Segment Start: THE DATA
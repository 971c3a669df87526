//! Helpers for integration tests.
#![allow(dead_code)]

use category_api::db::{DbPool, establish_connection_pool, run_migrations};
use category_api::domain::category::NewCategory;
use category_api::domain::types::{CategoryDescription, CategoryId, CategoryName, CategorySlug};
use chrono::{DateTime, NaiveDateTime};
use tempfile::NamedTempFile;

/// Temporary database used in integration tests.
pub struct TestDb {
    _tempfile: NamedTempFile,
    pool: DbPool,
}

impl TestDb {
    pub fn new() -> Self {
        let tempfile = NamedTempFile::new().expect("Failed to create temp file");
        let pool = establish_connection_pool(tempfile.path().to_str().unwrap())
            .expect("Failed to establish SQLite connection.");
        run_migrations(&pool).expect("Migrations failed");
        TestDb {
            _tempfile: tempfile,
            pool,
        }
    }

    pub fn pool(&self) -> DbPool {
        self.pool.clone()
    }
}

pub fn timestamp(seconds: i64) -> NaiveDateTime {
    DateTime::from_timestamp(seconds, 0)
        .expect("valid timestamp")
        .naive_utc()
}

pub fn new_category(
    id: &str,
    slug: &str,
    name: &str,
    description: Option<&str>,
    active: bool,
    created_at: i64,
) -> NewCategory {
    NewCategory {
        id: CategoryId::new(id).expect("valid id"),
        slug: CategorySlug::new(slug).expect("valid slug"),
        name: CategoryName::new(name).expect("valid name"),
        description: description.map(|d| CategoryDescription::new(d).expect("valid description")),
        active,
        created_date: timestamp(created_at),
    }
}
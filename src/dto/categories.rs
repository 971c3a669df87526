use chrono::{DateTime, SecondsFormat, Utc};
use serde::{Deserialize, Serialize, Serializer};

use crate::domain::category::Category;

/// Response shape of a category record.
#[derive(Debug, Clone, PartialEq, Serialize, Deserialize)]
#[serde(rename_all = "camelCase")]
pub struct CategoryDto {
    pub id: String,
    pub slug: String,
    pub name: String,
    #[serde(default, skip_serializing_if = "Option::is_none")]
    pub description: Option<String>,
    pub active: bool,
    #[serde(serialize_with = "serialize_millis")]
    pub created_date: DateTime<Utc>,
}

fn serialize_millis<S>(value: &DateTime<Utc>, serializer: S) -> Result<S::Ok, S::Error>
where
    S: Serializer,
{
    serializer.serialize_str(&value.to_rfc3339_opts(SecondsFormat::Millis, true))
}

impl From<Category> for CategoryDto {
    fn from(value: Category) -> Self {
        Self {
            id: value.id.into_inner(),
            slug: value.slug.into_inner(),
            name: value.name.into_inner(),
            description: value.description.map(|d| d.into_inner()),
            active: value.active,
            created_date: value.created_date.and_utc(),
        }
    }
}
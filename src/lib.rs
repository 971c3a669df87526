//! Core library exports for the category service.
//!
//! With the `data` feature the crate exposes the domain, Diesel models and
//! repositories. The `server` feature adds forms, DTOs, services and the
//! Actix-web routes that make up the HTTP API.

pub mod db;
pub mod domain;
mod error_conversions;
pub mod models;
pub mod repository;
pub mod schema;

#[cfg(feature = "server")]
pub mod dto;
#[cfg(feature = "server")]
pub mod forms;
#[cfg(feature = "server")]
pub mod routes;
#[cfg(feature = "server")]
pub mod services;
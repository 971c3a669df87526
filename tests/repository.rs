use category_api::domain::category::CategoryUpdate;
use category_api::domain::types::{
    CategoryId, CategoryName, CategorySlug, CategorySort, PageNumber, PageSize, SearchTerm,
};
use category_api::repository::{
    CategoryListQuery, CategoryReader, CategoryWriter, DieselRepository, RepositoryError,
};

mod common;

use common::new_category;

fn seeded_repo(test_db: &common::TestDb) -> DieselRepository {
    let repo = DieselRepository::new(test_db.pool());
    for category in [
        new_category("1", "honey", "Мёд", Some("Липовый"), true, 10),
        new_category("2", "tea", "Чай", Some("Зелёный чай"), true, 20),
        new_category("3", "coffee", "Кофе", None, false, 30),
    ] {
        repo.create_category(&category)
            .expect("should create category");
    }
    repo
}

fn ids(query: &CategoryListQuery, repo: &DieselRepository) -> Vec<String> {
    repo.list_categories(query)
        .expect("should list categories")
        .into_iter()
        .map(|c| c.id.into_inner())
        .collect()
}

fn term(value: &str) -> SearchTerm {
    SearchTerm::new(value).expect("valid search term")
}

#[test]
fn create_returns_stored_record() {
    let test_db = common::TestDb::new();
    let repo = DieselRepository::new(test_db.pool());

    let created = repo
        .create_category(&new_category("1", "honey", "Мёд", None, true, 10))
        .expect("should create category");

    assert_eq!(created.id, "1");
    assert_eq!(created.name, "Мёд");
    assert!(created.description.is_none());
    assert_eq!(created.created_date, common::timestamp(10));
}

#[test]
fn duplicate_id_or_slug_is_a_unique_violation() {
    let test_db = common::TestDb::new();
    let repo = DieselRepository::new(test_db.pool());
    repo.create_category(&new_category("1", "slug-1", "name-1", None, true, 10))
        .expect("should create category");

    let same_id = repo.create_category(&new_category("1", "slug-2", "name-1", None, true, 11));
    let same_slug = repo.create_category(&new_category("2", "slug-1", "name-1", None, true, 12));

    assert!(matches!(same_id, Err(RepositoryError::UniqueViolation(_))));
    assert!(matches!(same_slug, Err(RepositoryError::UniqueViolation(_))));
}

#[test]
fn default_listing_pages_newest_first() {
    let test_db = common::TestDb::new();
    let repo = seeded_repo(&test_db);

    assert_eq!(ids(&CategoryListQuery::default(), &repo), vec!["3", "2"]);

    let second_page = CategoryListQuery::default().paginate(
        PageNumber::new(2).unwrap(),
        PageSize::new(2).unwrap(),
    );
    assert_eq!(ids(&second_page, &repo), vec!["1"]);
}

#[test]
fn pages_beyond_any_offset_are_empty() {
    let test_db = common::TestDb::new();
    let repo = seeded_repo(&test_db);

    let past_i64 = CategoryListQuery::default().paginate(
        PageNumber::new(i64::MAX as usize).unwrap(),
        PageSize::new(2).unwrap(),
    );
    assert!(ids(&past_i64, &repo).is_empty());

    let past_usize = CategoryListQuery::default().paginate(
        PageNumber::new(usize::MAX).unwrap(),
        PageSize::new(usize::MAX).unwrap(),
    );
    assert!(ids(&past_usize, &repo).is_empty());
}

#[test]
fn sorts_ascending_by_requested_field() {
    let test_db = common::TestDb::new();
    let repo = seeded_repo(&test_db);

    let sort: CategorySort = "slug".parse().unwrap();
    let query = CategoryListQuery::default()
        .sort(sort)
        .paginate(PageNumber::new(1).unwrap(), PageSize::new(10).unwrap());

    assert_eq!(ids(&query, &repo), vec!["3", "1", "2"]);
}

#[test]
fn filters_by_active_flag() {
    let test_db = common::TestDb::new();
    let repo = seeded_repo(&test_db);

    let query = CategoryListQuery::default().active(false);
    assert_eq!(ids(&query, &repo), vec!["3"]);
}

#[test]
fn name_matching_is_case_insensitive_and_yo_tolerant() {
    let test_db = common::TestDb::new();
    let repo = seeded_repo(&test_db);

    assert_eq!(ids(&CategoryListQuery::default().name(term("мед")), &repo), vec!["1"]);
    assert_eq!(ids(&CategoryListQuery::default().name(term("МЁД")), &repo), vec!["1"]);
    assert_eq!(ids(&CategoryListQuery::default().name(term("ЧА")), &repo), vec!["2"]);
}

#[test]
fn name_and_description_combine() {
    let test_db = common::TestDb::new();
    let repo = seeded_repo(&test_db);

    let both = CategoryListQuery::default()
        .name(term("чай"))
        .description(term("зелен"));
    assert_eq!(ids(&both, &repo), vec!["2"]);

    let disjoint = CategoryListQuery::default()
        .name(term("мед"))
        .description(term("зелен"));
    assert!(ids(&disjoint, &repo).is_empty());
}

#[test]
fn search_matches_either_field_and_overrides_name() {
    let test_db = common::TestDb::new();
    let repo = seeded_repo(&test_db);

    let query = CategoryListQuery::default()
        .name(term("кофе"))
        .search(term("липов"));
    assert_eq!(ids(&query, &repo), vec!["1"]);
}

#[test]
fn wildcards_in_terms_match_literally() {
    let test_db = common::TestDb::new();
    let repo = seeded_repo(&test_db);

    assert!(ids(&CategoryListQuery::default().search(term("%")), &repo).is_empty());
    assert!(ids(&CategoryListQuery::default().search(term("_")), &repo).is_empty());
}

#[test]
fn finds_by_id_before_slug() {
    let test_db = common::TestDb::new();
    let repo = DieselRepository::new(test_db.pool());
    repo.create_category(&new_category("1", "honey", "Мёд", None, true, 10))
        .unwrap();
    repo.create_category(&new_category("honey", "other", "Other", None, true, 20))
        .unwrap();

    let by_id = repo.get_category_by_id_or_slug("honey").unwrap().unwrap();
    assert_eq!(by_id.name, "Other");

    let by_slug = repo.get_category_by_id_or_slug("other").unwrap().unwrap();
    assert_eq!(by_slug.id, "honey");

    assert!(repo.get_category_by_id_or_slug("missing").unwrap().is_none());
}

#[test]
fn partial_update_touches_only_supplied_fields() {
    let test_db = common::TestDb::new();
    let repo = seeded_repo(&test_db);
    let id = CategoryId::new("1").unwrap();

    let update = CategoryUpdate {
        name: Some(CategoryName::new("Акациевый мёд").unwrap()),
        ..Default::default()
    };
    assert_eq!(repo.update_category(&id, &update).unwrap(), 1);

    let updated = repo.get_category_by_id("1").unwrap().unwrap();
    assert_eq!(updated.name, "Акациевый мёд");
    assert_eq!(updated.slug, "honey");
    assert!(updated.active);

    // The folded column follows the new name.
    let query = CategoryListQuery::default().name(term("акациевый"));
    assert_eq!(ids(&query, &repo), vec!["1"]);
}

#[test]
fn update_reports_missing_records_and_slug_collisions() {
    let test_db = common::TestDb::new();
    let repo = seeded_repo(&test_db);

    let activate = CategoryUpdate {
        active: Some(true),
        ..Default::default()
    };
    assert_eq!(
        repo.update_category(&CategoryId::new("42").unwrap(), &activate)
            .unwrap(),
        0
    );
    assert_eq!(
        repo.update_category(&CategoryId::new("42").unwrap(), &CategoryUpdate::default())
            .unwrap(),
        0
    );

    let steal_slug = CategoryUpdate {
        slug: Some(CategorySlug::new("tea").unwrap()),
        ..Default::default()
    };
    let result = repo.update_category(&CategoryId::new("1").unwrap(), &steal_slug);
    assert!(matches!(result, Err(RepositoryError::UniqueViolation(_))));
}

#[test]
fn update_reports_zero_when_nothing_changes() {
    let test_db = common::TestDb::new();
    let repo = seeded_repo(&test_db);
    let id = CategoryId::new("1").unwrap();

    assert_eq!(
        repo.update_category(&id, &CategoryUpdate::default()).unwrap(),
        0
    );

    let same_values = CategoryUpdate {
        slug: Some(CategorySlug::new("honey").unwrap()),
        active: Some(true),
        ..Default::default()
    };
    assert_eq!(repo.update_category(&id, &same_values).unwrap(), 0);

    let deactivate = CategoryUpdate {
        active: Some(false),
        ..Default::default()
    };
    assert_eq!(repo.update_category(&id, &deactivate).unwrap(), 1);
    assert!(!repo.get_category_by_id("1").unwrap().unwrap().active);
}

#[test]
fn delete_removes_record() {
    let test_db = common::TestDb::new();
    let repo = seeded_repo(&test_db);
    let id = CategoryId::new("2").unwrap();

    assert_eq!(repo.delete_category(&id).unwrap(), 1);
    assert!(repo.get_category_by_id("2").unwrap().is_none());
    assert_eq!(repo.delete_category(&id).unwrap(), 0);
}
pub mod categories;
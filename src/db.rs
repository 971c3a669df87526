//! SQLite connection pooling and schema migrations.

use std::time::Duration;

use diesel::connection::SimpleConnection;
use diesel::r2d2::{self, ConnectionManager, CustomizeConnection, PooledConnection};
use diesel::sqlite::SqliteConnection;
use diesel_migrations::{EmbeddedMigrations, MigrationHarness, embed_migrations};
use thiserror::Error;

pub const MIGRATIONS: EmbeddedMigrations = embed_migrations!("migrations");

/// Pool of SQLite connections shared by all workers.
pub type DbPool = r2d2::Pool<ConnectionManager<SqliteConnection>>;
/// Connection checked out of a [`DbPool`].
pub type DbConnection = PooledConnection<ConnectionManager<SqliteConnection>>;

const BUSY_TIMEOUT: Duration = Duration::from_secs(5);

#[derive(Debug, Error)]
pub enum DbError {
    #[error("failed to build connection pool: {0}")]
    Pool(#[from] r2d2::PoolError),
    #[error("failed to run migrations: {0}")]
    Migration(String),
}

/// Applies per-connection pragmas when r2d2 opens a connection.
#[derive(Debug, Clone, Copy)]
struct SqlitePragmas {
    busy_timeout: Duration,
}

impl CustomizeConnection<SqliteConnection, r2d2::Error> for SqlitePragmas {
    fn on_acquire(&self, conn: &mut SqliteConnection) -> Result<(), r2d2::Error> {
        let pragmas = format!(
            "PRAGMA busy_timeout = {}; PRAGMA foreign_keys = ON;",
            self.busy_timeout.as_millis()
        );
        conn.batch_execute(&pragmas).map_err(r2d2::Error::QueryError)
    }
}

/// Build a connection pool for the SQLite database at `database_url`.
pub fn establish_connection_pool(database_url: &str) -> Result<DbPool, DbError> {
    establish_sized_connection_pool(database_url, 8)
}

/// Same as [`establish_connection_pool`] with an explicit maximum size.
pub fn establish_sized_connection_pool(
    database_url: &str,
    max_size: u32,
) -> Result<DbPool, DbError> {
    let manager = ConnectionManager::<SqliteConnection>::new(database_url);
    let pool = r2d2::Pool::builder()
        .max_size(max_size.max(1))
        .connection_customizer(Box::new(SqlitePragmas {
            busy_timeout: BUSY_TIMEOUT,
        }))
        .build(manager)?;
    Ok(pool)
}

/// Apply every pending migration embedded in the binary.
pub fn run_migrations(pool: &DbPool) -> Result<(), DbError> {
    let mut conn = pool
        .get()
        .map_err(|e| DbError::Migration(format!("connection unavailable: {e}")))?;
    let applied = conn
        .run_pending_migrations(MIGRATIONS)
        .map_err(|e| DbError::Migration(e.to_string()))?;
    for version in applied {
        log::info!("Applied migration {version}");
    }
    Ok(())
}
Segment End: THE DATA
Segment Start: THE DATA
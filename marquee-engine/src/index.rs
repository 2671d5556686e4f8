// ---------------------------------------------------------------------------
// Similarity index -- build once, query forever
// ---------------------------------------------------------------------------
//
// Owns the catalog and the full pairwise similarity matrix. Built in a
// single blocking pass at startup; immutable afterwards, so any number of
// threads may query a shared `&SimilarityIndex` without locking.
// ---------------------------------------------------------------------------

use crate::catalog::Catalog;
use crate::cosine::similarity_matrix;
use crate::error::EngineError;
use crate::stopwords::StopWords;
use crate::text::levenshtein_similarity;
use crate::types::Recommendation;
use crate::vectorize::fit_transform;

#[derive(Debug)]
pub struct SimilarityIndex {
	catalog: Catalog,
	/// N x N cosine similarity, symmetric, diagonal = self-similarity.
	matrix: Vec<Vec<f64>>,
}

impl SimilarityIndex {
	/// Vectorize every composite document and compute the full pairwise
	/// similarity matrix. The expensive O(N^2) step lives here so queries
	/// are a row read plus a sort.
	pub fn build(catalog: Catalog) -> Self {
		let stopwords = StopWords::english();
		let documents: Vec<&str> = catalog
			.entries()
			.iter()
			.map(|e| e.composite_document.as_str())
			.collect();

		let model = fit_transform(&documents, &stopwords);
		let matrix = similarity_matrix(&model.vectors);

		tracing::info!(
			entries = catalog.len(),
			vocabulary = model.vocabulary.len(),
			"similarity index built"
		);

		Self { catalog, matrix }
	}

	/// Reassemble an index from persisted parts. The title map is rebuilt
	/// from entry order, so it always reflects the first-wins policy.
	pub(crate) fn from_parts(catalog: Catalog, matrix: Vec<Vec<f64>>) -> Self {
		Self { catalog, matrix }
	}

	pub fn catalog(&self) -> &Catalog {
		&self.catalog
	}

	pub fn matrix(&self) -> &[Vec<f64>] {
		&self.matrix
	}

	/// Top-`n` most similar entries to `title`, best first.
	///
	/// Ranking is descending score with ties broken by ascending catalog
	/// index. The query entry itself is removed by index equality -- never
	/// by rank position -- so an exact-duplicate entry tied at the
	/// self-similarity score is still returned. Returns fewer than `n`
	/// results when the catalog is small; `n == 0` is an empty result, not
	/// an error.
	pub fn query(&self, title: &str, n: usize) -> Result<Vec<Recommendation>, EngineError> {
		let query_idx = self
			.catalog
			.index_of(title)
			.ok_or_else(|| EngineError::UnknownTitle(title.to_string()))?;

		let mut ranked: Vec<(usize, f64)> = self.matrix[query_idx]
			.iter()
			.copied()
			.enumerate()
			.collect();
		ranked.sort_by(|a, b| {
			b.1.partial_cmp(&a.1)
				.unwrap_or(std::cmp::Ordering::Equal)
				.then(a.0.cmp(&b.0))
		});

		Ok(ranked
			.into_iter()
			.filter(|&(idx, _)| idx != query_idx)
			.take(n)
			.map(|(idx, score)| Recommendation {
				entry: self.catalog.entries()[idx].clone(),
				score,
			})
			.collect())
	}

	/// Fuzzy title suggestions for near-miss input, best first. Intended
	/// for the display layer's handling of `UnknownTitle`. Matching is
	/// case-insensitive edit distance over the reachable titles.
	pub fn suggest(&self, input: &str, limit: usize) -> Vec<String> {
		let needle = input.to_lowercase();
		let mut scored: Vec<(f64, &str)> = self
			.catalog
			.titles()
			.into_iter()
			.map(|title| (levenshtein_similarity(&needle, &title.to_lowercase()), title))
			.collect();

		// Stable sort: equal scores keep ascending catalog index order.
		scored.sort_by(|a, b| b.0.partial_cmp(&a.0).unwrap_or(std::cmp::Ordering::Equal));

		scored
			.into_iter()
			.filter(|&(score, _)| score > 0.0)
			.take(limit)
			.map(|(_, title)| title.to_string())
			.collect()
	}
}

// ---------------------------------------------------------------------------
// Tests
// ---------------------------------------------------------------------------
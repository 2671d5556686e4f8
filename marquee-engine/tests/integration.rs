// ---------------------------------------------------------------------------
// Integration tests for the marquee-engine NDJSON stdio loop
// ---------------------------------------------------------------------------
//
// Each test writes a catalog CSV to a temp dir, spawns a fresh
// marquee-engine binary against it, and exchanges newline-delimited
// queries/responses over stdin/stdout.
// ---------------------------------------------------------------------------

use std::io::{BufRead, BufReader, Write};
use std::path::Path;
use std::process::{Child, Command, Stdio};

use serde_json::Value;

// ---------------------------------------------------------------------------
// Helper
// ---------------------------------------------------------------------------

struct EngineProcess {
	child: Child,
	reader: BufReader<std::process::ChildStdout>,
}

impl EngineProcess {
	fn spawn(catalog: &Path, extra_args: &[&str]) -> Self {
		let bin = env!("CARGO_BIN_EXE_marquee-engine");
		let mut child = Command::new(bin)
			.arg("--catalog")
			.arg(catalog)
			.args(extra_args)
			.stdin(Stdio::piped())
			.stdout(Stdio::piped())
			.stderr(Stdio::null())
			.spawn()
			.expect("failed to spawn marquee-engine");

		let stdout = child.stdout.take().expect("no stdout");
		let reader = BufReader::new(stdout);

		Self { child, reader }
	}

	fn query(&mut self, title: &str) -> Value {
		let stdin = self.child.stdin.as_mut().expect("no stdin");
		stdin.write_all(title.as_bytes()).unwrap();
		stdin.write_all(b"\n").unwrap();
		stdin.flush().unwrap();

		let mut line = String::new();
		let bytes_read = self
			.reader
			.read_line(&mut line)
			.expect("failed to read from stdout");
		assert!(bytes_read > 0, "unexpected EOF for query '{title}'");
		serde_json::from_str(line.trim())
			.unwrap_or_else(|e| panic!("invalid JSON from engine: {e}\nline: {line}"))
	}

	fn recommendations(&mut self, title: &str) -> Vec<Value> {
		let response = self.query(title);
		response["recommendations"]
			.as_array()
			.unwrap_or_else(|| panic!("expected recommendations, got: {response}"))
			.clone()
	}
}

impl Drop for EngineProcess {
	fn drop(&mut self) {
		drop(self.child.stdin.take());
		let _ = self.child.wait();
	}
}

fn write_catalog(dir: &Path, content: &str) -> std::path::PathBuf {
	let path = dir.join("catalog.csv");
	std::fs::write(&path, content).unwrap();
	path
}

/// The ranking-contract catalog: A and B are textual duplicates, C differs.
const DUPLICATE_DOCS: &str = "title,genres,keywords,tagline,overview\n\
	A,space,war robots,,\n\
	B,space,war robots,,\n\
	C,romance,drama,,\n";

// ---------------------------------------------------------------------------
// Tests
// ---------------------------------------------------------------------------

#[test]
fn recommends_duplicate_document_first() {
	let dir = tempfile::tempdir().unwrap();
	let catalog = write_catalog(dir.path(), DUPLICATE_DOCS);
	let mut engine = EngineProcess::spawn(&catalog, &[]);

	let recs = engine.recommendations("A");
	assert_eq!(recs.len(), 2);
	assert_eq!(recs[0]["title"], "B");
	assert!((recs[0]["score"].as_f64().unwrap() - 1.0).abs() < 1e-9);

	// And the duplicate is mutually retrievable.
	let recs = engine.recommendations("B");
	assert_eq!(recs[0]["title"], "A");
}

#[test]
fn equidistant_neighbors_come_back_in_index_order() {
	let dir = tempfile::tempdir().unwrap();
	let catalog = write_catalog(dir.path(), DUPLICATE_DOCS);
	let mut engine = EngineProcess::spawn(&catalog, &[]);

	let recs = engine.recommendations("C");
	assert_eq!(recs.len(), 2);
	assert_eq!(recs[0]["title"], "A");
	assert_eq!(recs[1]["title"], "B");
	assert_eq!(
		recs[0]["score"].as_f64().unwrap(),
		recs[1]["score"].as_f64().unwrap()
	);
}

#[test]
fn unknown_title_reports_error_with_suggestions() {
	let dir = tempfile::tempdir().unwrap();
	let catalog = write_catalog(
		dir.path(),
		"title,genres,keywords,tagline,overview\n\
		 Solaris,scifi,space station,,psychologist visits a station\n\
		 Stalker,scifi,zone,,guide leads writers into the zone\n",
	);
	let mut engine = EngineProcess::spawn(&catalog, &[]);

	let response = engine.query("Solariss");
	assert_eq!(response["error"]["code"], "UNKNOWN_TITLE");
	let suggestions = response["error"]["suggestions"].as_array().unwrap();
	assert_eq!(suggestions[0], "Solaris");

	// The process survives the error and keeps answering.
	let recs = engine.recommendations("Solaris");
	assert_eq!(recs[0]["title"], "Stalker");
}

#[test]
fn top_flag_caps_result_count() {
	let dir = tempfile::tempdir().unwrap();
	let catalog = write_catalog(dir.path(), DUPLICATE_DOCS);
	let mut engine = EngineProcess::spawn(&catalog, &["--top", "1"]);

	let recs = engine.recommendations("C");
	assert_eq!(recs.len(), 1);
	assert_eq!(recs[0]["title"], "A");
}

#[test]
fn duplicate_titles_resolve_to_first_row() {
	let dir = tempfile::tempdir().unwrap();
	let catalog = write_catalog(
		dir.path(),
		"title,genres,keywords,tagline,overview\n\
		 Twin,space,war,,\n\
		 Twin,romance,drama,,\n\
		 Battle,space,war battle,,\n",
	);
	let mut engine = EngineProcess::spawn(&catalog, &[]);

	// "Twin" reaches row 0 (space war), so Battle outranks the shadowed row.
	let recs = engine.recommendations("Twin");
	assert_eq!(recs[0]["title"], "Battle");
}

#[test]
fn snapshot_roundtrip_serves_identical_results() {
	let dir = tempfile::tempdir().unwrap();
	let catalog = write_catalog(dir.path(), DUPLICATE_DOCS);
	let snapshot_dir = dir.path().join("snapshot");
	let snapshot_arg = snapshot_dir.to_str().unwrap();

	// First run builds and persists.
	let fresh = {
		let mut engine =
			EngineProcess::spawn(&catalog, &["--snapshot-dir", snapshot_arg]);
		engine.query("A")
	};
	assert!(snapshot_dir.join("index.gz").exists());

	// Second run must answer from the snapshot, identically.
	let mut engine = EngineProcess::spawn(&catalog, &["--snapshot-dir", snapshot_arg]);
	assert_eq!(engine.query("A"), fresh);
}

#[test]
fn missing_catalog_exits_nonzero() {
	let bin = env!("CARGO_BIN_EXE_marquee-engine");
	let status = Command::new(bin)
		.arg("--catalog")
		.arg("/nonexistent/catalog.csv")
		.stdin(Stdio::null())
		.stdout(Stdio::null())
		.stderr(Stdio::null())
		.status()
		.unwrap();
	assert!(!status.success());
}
Segment End: THE DATA
Segment Start: THE DATA
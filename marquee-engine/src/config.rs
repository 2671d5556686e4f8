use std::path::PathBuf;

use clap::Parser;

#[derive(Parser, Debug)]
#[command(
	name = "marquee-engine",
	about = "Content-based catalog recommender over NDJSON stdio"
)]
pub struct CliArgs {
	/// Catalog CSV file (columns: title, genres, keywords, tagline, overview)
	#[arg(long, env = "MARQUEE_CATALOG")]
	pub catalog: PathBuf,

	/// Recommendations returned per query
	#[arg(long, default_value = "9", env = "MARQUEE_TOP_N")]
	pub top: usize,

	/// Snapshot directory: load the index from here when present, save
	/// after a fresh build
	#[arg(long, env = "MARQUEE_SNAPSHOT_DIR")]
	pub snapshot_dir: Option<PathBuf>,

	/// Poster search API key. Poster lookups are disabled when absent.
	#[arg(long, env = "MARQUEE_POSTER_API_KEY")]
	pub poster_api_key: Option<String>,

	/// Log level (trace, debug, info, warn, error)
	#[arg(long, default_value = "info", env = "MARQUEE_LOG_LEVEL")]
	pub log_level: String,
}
Segment End: THE DATA
§ WHAT YOU ARE ASKED TO DO
Say the number of data lines holding "stderr", without any other words.

§ SOLUTION FOR THIS EXERCISE
2